------ TASK MATERIAL

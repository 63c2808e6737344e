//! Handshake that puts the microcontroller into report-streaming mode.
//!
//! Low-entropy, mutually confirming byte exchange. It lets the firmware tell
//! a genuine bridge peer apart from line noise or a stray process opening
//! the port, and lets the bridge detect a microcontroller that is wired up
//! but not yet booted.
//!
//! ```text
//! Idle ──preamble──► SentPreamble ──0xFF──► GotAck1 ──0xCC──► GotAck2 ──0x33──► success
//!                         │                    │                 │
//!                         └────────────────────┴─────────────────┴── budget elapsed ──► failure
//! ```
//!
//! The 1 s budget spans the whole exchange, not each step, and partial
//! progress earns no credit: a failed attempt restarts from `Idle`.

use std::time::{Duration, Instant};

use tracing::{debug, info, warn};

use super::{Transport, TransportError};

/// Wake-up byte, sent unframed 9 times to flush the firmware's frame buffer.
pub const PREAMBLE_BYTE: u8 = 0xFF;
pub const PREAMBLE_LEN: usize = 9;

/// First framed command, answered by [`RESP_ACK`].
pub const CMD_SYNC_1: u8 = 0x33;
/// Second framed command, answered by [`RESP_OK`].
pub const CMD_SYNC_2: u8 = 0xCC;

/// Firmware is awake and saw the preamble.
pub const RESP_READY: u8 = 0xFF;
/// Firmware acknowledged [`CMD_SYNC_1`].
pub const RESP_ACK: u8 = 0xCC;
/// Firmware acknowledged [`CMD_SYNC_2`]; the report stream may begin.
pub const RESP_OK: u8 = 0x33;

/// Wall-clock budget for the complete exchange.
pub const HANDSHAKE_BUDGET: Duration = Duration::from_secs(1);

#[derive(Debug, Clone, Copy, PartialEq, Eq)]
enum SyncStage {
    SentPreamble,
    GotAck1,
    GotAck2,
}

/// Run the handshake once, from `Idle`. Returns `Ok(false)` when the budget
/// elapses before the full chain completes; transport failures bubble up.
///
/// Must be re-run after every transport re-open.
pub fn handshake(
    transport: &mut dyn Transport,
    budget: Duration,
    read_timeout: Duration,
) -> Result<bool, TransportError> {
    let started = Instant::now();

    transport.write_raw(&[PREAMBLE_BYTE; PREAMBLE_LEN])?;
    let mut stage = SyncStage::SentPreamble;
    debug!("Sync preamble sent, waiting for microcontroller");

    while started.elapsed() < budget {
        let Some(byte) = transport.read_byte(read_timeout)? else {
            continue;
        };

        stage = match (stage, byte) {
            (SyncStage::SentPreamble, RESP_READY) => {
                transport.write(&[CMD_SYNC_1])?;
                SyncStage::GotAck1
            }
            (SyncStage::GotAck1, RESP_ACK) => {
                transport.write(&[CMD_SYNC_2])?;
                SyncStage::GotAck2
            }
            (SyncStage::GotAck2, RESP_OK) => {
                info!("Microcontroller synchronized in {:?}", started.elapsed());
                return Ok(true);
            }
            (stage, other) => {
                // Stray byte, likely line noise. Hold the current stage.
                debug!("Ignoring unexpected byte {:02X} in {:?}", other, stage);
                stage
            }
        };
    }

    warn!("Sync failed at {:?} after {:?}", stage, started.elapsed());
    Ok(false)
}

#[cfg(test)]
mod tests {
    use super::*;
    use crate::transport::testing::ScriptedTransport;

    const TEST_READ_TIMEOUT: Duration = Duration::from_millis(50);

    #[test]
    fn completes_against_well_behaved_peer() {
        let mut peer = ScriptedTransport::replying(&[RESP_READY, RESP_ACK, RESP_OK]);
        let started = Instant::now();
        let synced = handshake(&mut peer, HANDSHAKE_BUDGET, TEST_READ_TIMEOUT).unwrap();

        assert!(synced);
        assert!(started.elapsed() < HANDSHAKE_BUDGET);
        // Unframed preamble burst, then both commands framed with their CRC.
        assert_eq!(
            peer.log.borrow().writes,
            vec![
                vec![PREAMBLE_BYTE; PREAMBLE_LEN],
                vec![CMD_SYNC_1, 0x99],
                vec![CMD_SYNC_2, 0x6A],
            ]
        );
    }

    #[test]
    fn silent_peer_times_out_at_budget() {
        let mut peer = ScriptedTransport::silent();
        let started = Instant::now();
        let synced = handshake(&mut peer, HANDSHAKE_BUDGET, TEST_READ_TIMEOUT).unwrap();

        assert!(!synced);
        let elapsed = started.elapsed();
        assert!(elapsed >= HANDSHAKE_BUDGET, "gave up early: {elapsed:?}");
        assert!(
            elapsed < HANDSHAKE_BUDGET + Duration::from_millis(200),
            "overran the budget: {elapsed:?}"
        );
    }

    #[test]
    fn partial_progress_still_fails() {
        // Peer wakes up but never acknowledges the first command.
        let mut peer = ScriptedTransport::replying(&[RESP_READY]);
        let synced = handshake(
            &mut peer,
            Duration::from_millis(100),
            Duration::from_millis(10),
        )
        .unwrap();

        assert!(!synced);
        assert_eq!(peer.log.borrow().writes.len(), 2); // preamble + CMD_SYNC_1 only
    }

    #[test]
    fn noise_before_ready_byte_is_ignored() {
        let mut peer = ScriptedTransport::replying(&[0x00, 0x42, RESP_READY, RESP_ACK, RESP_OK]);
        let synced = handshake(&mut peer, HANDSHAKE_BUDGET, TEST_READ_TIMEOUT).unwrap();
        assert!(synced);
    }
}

------------

[YOUR OBJECTIVE]
Repeat the records above exactly, with nothing left out.

[TASK SOLUTION]
repository 63c2808e6737344e
//! Handshake that puts the microcontroller into report-streaming mode.
//!
//! Low-entropy, mutually confirming byte exchange. It lets the firmware tell
//! a genuine bridge peer apart from line noise or a stray process opening
//! the port, and lets the bridge detect a microcontroller that is wired up
//! but not yet booted.
//!
//! ```text
//! Idle ──preamble──► SentPreamble ──0xFF──► GotAck1 ──0xCC──► GotAck2 ──0x33──► success
//!                         │                    │                 │
//!                         └────────────────────┴─────────────────┴── budget elapsed ──► failure
//! ```
//!
//! The 1 s budget spans the whole exchange, not each step, and partial
//! progress earns no credit: a failed attempt restarts from `Idle`.

use std::time::{Duration, Instant};

use tracing::{debug, info, warn};

use super::{Transport, TransportError};

/// Wake-up byte, sent unframed 9 times to flush the firmware's frame buffer.
pub const PREAMBLE_BYTE: u8 = 0xFF;
pub const PREAMBLE_LEN: usize = 9;

/// First framed command, answered by [`RESP_ACK`].
pub const CMD_SYNC_1: u8 = 0x33;
/// Second framed command, answered by [`RESP_OK`].
pub const CMD_SYNC_2: u8 = 0xCC;

/// Firmware is awake and saw the preamble.
pub const RESP_READY: u8 = 0xFF;
/// Firmware acknowledged [`CMD_SYNC_1`].
pub const RESP_ACK: u8 = 0xCC;
/// Firmware acknowledged [`CMD_SYNC_2`]; the report stream may begin.
pub const RESP_OK: u8 = 0x33;

/// Wall-clock budget for the complete exchange.
pub const HANDSHAKE_BUDGET: Duration = Duration::from_secs(1);

#[derive(Debug, Clone, Copy, PartialEq, Eq)]
enum SyncStage {
    SentPreamble,
    GotAck1,
    GotAck2,
}

/// Run the handshake once, from `Idle`. Returns `Ok(false)` when the budget
/// elapses before the full chain completes; transport failures bubble up.
///
/// Must be re-run after every transport re-open.
pub fn handshake(
    transport: &mut dyn Transport,
    budget: Duration,
    read_timeout: Duration,
) -> Result<bool, TransportError> {
    let started = Instant::now();

    transport.write_raw(&[PREAMBLE_BYTE; PREAMBLE_LEN])?;
    let mut stage = SyncStage::SentPreamble;
    debug!("Sync preamble sent, waiting for microcontroller");

    while started.elapsed() < budget {
        let Some(byte) = transport.read_byte(read_timeout)? else {
            continue;
        };

        stage = match (stage, byte) {
            (SyncStage::SentPreamble, RESP_READY) => {
                transport.write(&[CMD_SYNC_1])?;
                SyncStage::GotAck1
            }
            (SyncStage::GotAck1, RESP_ACK) => {
                transport.write(&[CMD_SYNC_2])?;
                SyncStage::GotAck2
            }
            (SyncStage::GotAck2, RESP_OK) => {
                info!("Microcontroller synchronized in {:?}", started.elapsed());
                return Ok(true);
            }
            (stage, other) => {
                // Stray byte, likely line noise. Hold the current stage.
                debug!("Ignoring unexpected byte {:02X} in {:?}", other, stage);
                stage
            }
        };
    }

    warn!("Sync failed at {:?} after {:?}", stage, started.elapsed());
    Ok(false)
}

#[cfg(test)]
mod tests {
    use super::*;
    use crate::transport::testing::ScriptedTransport;

    const TEST_READ_TIMEOUT: Duration = Duration::from_millis(50);

    #[test]
    fn completes_against_well_behaved_peer() {
        let mut peer = ScriptedTransport::replying(&[RESP_READY, RESP_ACK, RESP_OK]);
        let started = Instant::now();
        let synced = handshake(&mut peer, HANDSHAKE_BUDGET, TEST_READ_TIMEOUT).unwrap();

        assert!(synced);
        assert!(started.elapsed() < HANDSHAKE_BUDGET);
        // Unframed preamble burst, then both commands framed with their CRC.
        assert_eq!(
            peer.log.borrow().writes,
            vec![
                vec![PREAMBLE_BYTE; PREAMBLE_LEN],
                vec![CMD_SYNC_1, 0x99],
                vec![CMD_SYNC_2, 0x6A],
            ]
        );
    }

    #[test]
    fn silent_peer_times_out_at_budget() {
        let mut peer = ScriptedTransport::silent();
        let started = Instant::now();
        let synced = handshake(&mut peer, HANDSHAKE_BUDGET, TEST_READ_TIMEOUT).unwrap();

        assert!(!synced);
        let elapsed = started.elapsed();
        assert!(elapsed >= HANDSHAKE_BUDGET, "gave up early: {elapsed:?}");
        assert!(
            elapsed < HANDSHAKE_BUDGET + Duration::from_millis(200),
            "overran the budget: {elapsed:?}"
        );
    }

    #[test]
    fn partial_progress_still_fails() {
        // Peer wakes up but never acknowledges the first command.
        let mut peer = ScriptedTransport::replying(&[RESP_READY]);
        let synced = handshake(
            &mut peer,
            Duration::from_millis(100),
            Duration::from_millis(10),
        )
        .unwrap();

        assert!(!synced);
        assert_eq!(peer.log.borrow().writes.len(), 2); // preamble + CMD_SYNC_1 only
    }

    #[test]
    fn noise_before_ready_byte_is_ignored() {
        let mut peer = ScriptedTransport::replying(&[0x00, 0x42, RESP_READY, RESP_ACK, RESP_OK]);
        let synced = handshake(&mut peer, HANDSHAKE_BUDGET, TEST_READ_TIMEOUT).unwrap();
        assert!(synced);
    }
}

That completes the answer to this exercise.